_TO DO_. Set down exactly the lines below, starting at the one that contains "Tests drive the" and ending at the one that contains "the given headers.", with both of those lines included and nothing else.
[Opening TASK DATA section]
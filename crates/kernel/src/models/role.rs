//! Organization role classification.

use std::fmt;
use std::str::FromStr;

use serde::{Deserialize, Serialize};

/// Role a user holds within the current workspace.
#[derive(Debug, Clone, Copy, PartialEq, Eq, Hash, Serialize, Deserialize)]
#[serde(rename_all = "kebab-case")]
pub enum OrganizationRole {
    Owner,
    Admin,
    Base,
    SelfService,
}

impl OrganizationRole {
    /// All known roles, in privilege order.
    pub const ALL: [OrganizationRole; 4] = [
        OrganizationRole::Owner,
        OrganizationRole::Admin,
        OrganizationRole::Base,
        OrganizationRole::SelfService,
    ];

    /// Canonical kebab-case name.
    pub fn as_str(self) -> &'static str {
        match self {
            OrganizationRole::Owner => "owner",
            OrganizationRole::Admin => "admin",
            OrganizationRole::Base => "base",
            OrganizationRole::SelfService => "self-service",
        }
    }

    /// Parse a role leniently, returning `None` for anything unrecognised.
    ///
    /// Callers treat `None` as "no restriction".
    pub fn parse_lenient(value: &str) -> Option<Self> {
        value.parse().ok()
    }
}

impl fmt::Display for OrganizationRole {
    fn fmt(&self, f: &mut fmt::Formatter<'_>) -> fmt::Result {
        f.write_str(self.as_str())
    }
}

/// Error returned when a role name is not recognised.
#[derive(Debug, Clone, PartialEq, Eq, thiserror::Error)]
#[error("unknown organization role: {0}")]
pub struct UnknownRole(pub String);

impl FromStr for OrganizationRole {
    type Err = UnknownRole;

    /// Accepts `self-service`, `self_service`, and `SELF_SERVICE` spellings.
    fn from_str(s: &str) -> Result<Self, Self::Err> {
        let normalized = s.trim().to_ascii_lowercase().replace('_', "-");
        match normalized.as_str() {
            "owner" => Ok(OrganizationRole::Owner),
            "admin" => Ok(OrganizationRole::Admin),
            "base" => Ok(OrganizationRole::Base),
            "self-service" => Ok(OrganizationRole::SelfService),
            _ => Err(UnknownRole(s.to_string())),
        }
    }
}
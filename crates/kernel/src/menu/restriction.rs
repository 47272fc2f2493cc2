//! Role-based menu restrictions.
//!
//! Each role maps to a set of entry keys hidden from users holding it.
//! Restrictions are kept apart from the catalog: a key that names no entry
//! simply removes nothing.

use std::collections::{BTreeMap, BTreeSet, HashMap};
use std::path::Path;

use anyhow::{Context, Result, bail};
use serde::Deserialize;
use tracing::{debug, warn};

use crate::models::OrganizationRole;

use super::entry::NavigationEntry;

/// Keys hidden from self-service users.
pub const SELF_SERVICE_EXCLUDED: [&str; 5] =
    ["dashboard", "categories", "tags", "locations", "settings"];

/// Mapping from role to excluded entry keys.
#[derive(Debug, Clone, PartialEq, Eq)]
pub struct RoleRestrictions {
    excluded: HashMap<OrganizationRole, BTreeSet<String>>,
}

/// On-disk shape of a restrictions file.
#[derive(Debug, Deserialize)]
struct RestrictionFile {
    #[serde(default)]
    roles: BTreeMap<String, Vec<String>>,
}

impl RoleRestrictions {
    /// No role is restricted.
    pub fn none() -> Self {
        Self {
            excluded: HashMap::new(),
        }
    }

    /// Built-in restrictions.
    pub fn builtin() -> Self {
        let mut restrictions = Self::none();
        restrictions.set(OrganizationRole::SelfService, SELF_SERVICE_EXCLUDED);
        restrictions
    }

    /// Replace the exclusion set for `role`.
    pub fn set<I, S>(&mut self, role: OrganizationRole, keys: I)
    where
        I: IntoIterator<Item = S>,
        S: Into<String>,
    {
        self.excluded
            .insert(role, keys.into_iter().map(Into::into).collect());
    }

    /// Whether `key` is hidden for `role`. An absent role hides nothing.
    pub fn is_excluded(&self, role: Option<OrganizationRole>, key: &str) -> bool {
        role.and_then(|r| self.excluded.get(&r))
            .is_some_and(|keys| keys.contains(key))
    }

    /// Return the entries of `entries` visible to `role`, preserving order.
    pub fn filter(
        &self,
        role: Option<OrganizationRole>,
        entries: &[NavigationEntry],
    ) -> Vec<NavigationEntry> {
        entries
            .iter()
            .filter(|entry| !self.is_excluded(role, &entry.key))
            .cloned()
            .collect()
    }

    /// Parse overrides from TOML and layer them over the built-in set.
    ///
    /// A role listed in the file replaces its built-in exclusions entirely;
    /// unknown role names are skipped. Two spellings of the same role
    /// (`self-service` and `self_service`) are rejected.
    pub fn from_toml_str(source: &str) -> Result<Self> {
        let file: RestrictionFile =
            toml::from_str(source).context("failed to parse menu restrictions")?;

        let mut restrictions = Self::builtin();
        let mut seen: HashMap<OrganizationRole, String> = HashMap::new();
        for (name, keys) in file.roles {
            let Some(role) = OrganizationRole::parse_lenient(&name) else {
                warn!(
                    role = %name,
                    expected = %OrganizationRole::ALL.map(OrganizationRole::as_str).join(", "),
                    "ignoring restriction for unknown role"
                );
                continue;
            };

            if let Some(previous) = seen.insert(role, name.clone()) {
                bail!("menu restrictions list role {role} twice (as {previous:?} and {name:?})");
            }

            debug!(role = %role, keys = keys.len(), "loaded menu restriction");
            restrictions.set(role, keys);
        }

        Ok(restrictions)
    }

    /// Load overrides from a TOML file.
    pub fn load(path: &Path) -> Result<Self> {
        let source = std::fs::read_to_string(path)
            .with_context(|| format!("failed to read {}", path.display()))?;
        Self::from_toml_str(&source)
    }
}

impl Default for RoleRestrictions {
    fn default() -> Self {
        Self::builtin()
    }
}

#[cfg(test)]
#[allow(clippy::unwrap_used, clippy::expect_used)]
mod tests {
    use super::*;
    use crate::menu::entry::IconRef;

    fn entries(keys: &[&str]) -> Vec<NavigationEntry> {
        keys.iter()
            .map(|k| NavigationEntry::route(k, k, IconRef::Asset))
            .collect()
    }

    #[test]
    fn builtin_restricts_self_service_only() {
        let restrictions = RoleRestrictions::builtin();
        for key in SELF_SERVICE_EXCLUDED {
            assert!(restrictions.is_excluded(Some(OrganizationRole::SelfService), key));
            assert!(!restrictions.is_excluded(Some(OrganizationRole::Admin), key));
            assert!(!restrictions.is_excluded(None, key));
        }
    }

    #[test]
    fn matching_is_exact() {
        let restrictions = RoleRestrictions::builtin();
        let role = Some(OrganizationRole::SelfService);
        assert!(!restrictions.is_excluded(role, "tag"));
        assert!(!restrictions.is_excluded(role, "tags-archive"));
        assert!(!restrictions.is_excluded(role, "Dashboard"));
    }

    #[test]
    fn dangling_keys_are_noops() {
        let mut restrictions = RoleRestrictions::none();
        restrictions.set(OrganizationRole::Base, ["missing", "b"]);
        let filtered = restrictions.filter(Some(OrganizationRole::Base), &entries(&["a", "b", "c"]));
        let keys: Vec<_> = filtered.iter().map(|e| e.key.as_str()).collect();
        assert_eq!(keys, ["a", "c"]);
    }

    #[test]
    fn toml_overrides_layer_over_builtin() {
        let restrictions = RoleRestrictions::from_toml_str(
            r#"
            [roles]
            base = ["settings"]
            superuser = ["assets"]
            "#,
        )
        .unwrap();

        assert!(restrictions.is_excluded(Some(OrganizationRole::Base), "settings"));
        assert!(restrictions.is_excluded(Some(OrganizationRole::SelfService), "dashboard"));
        assert!(!restrictions.is_excluded(Some(OrganizationRole::Owner), "assets"));
    }

    #[test]
    fn toml_can_lift_builtin_restriction() {
        let restrictions = RoleRestrictions::from_toml_str(
            r#"
            [roles]
            self_service = []
            "#,
        )
        .unwrap();
        assert!(!restrictions.is_excluded(Some(OrganizationRole::SelfService), "dashboard"));
    }

    #[test]
    fn toml_rejects_two_spellings_of_one_role() {
        let result = RoleRestrictions::from_toml_str(
            r#"
            [roles]
            "self-service" = ["dashboard", "settings"]
            self_service = []
            "#,
        );
        let message = format!("{:#}", result.unwrap_err());
        assert!(message.contains("self-service"), "{message}");
        assert!(message.contains("twice"), "{message}");
    }

    #[test]
    fn empty_toml_is_builtin() {
        assert_eq!(
            RoleRestrictions::from_toml_str("").unwrap(),
            RoleRestrictions::builtin()
        );
    }

    #[test]
    fn malformed_toml_is_error() {
        assert!(RoleRestrictions::from_toml_str("[roles]\nbase = 3").is_err());
    }
}
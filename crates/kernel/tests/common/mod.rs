#![allow(clippy::unwrap_used, clippy::expect_used)]
//! Common test utilities for integration tests.
//!
//! Tests drive the REAL kernel router through `tower::ServiceExt::oneshot`;
//! nothing listens on a socket.

#![allow(dead_code)]

use axum::Router;
use axum::body::Body;
use axum::http::Request;
use axum::response::Response;
use http_body_util::BodyExt;
use serde_json::Value;
use tower::ServiceExt;

use shelf_kernel::menu::RoleRestrictions;
use shelf_kernel::theme::ThemeEngine;
use shelf_kernel::{AppState, Config};

/// Test application wrapper using the real routes and state.
pub struct TestApp {
    router: Router,
    pub state: AppState,
}

impl TestApp {
    /// App with default config and built-in restrictions.
    pub fn new() -> Self {
        Self::with_restrictions(RoleRestrictions::builtin())
    }

    /// App with custom restrictions.
    pub fn with_restrictions(restrictions: RoleRestrictions) -> Self {
        let theme = ThemeEngine::new().expect("built-in templates should load");
        let state = AppState::from_parts(Config::default(), restrictions, theme);
        Self::from_state(state)
    }

    /// App wrapping already-built state.
    pub fn from_state(state: AppState) -> Self {
        Self {
            router: shelf_kernel::app(state.clone()),
            state,
        }
    }

    /// Send a request to the test application.
    pub async fn request(&self, request: Request<Body>) -> Response {
        self.router
            .clone()
            .oneshot(request)
            .await
            .expect("Failed to send request")
    }

    /// GET `uri` with the given headers.
    pub async fn get(&self, uri: &str, headers: &[(&str, &str)]) -> Response {
        let mut builder = Request::get(uri);
        for (name, value) in headers {
            builder = builder.header(*name, *value);
        }
        self.request(builder.body(Body::empty()).unwrap()).await
    }
}

/// Read a response body as a string.
pub async fn response_text(response: Response) -> String {
    let bytes = response.into_body().collect().await.unwrap().to_bytes();
    String::from_utf8(bytes.to_vec()).unwrap()
}

/// Read a response body as JSON.
pub async fn response_json(response: Response) -> Value {
    let bytes = response.into_body().collect().await.unwrap().to_bytes();
    serde_json::from_slice(&bytes).unwrap()
}

/// Keys of a JSON entry list.
pub fn keys(entries: &Value) -> Vec<String> {
    entries
        .as_array()
        .unwrap()
        .iter()
        .map(|e| e["key"].as_str().unwrap().to_string())
        .collect()
}
//! The static sidebar catalog.
//!
//! Order within each list is the on-screen order.

use serde::{Deserialize, Serialize};

use crate::models::UserProfile;

use super::entry::{Badge, IconRef, NavigationEntry};

/// Default page where users order printed asset labels.
pub const DEFAULT_ASSET_LABELS_URL: &str = "https://www.shelf.nu/order-tags";

/// Settings that feed the templated entries of the catalog.
#[derive(Debug, Clone, PartialEq, Eq)]
pub struct CatalogSettings {
    /// Base URL of the asset label order page.
    pub asset_labels_url: String,
}

impl Default for CatalogSettings {
    fn default() -> Self {
        Self {
            asset_labels_url: DEFAULT_ASSET_LABELS_URL.to_string(),
        }
    }
}

/// The two ordered entry lists making up the sidebar.
#[derive(Debug, Clone, PartialEq, Eq, Serialize, Deserialize)]
pub struct NavigationCatalog {
    pub primary: Vec<NavigationEntry>,
    pub secondary: Vec<NavigationEntry>,
}

impl NavigationCatalog {
    /// Build the catalog for `profile`.
    ///
    /// A missing profile degrades to an empty email parameter.
    pub fn build(profile: Option<&UserProfile>, settings: &CatalogSettings) -> Self {
        let primary = vec![
            NavigationEntry::route("dashboard", "Dashboard", IconRef::Graph),
            NavigationEntry::route("assets", "Assets", IconRef::Asset),
            NavigationEntry::route("kits", "Kits", IconRef::Kit),
            NavigationEntry::route("categories", "Categories", IconRef::Category),
            NavigationEntry::route("tags", "Tags", IconRef::Tag),
            NavigationEntry::route("locations", "Locations", IconRef::Location),
            NavigationEntry::route("calendar", "Calendar", IconRef::Calendar),
            NavigationEntry::route("bookings", "Bookings", IconRef::Bookings),
        ];

        let secondary = vec![
            NavigationEntry::external(
                "asset-labels",
                "Asset labels",
                IconRef::AssetLabel,
                asset_labels_url(&settings.asset_labels_url, profile),
            )
            .in_new_tab()
            .with_badge(Badge::New),
            NavigationEntry::route("scanner", "QR scanner", IconRef::ScanQr).exact(),
            NavigationEntry::route("settings", "Workspace settings", IconRef::Settings).exact(),
        ];

        Self { primary, secondary }
    }
}

/// Interpolate the user's attributes into the label order URL.
///
/// `email` is always present (possibly empty); names are appended only when
/// the profile has them. Values go in verbatim.
pub fn asset_labels_url(base: &str, profile: Option<&UserProfile>) -> String {
    let email = profile.map(UserProfile::email_or_empty).unwrap_or_default();
    let mut url = format!("{base}?email={email}");

    if let Some(first_name) = profile.and_then(UserProfile::first_name) {
        url.push_str("&firstName=");
        url.push_str(first_name);
    }
    if let Some(last_name) = profile.and_then(UserProfile::last_name) {
        url.push_str("&lastName=");
        url.push_str(last_name);
    }

    url
}
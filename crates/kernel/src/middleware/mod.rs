//! HTTP request plumbing.
//!
//! Identity is established upstream; this layer only reads what the
//! gateway forwards.

pub mod current_user;

pub use current_user::{
    CurrentUser, HEADER_USER_EMAIL, HEADER_USER_FIRST_NAME, HEADER_USER_LAST_NAME,
    HEADER_USER_ROLE,
};
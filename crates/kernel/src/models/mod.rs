//! User-facing models the navigation kernel consumes.

pub mod role;
pub mod user;

pub use role::OrganizationRole;
pub use user::UserProfile;
//! View models handed to the sidebar template.

use serde::Serialize;

use crate::menu::{NavigationEntry, NavigationModel};

/// One rendered sidebar link.
#[derive(Debug, Clone, PartialEq, Eq, Serialize)]
pub struct SidebarLink {
    pub key: String,
    pub label: String,
    pub href: String,
    pub glyph: &'static str,
    pub new_tab: bool,
    pub active: bool,
    pub badge: Option<&'static str>,
}

impl SidebarLink {
    /// Resolve an entry against the path being viewed.
    pub fn from_entry(entry: &NavigationEntry, current_path: &str) -> Self {
        Self {
            key: entry.key.clone(),
            label: entry.label.clone(),
            href: entry.target.href(),
            glyph: entry.icon.glyph(),
            new_tab: entry.opens_new_tab(),
            active: entry.is_active(current_path),
            badge: entry.badge.map(|b| b.label()),
        }
    }
}

/// A named list of links (`top` or `bottom`).
#[derive(Debug, Clone, Serialize)]
pub struct SidebarSection {
    pub name: &'static str,
    pub links: Vec<SidebarLink>,
}

/// Turn a model into template sections.
///
/// At most one link is marked active: the first match wins, so a nested
/// route never lights up two entries.
pub fn sidebar_sections(model: &NavigationModel, current_path: &str) -> Vec<SidebarSection> {
    let active = model.active_key(current_path);
    let links = |entries: &[NavigationEntry]| -> Vec<SidebarLink> {
        entries
            .iter()
            .map(|entry| {
                let mut link = SidebarLink::from_entry(entry, current_path);
                link.active = active == Some(entry.key.as_str());
                link
            })
            .collect()
    };

    vec![
        SidebarSection {
            name: "top",
            links: links(&model.menu_items_top),
        },
        SidebarSection {
            name: "bottom",
            links: links(&model.menu_items_bottom),
        },
    ]
}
[Closing TASK DATA section]
_TASK ANSWER_.
//! Tests drive the REAL kernel router through `tower::ServiceExt::oneshot`;
//! nothing listens on a socket.

#![allow(dead_code)]

use axum::Router;
use axum::body::Body;
use axum::http::Request;
use axum::response::Response;
use http_body_util::BodyExt;
use serde_json::Value;
use tower::ServiceExt;

use shelf_kernel::menu::RoleRestrictions;
use shelf_kernel::theme::ThemeEngine;
use shelf_kernel::{AppState, Config};

/// Test application wrapper using the real routes and state.
pub struct TestApp {
    router: Router,
    pub state: AppState,
}

impl TestApp {
    /// App with default config and built-in restrictions.
    pub fn new() -> Self {
        Self::with_restrictions(RoleRestrictions::builtin())
    }

    /// App with custom restrictions.
    pub fn with_restrictions(restrictions: RoleRestrictions) -> Self {
        let theme = ThemeEngine::new().expect("built-in templates should load");
        let state = AppState::from_parts(Config::default(), restrictions, theme);
        Self::from_state(state)
    }

    /// App wrapping already-built state.
    pub fn from_state(state: AppState) -> Self {
        Self {
            router: shelf_kernel::app(state.clone()),
            state,
        }
    }

    /// Send a request to the test application.
    pub async fn request(&self, request: Request<Body>) -> Response {
        self.router
            .clone()
            .oneshot(request)
            .await
            .expect("Failed to send request")
    }

    /// GET `uri` with the given headers.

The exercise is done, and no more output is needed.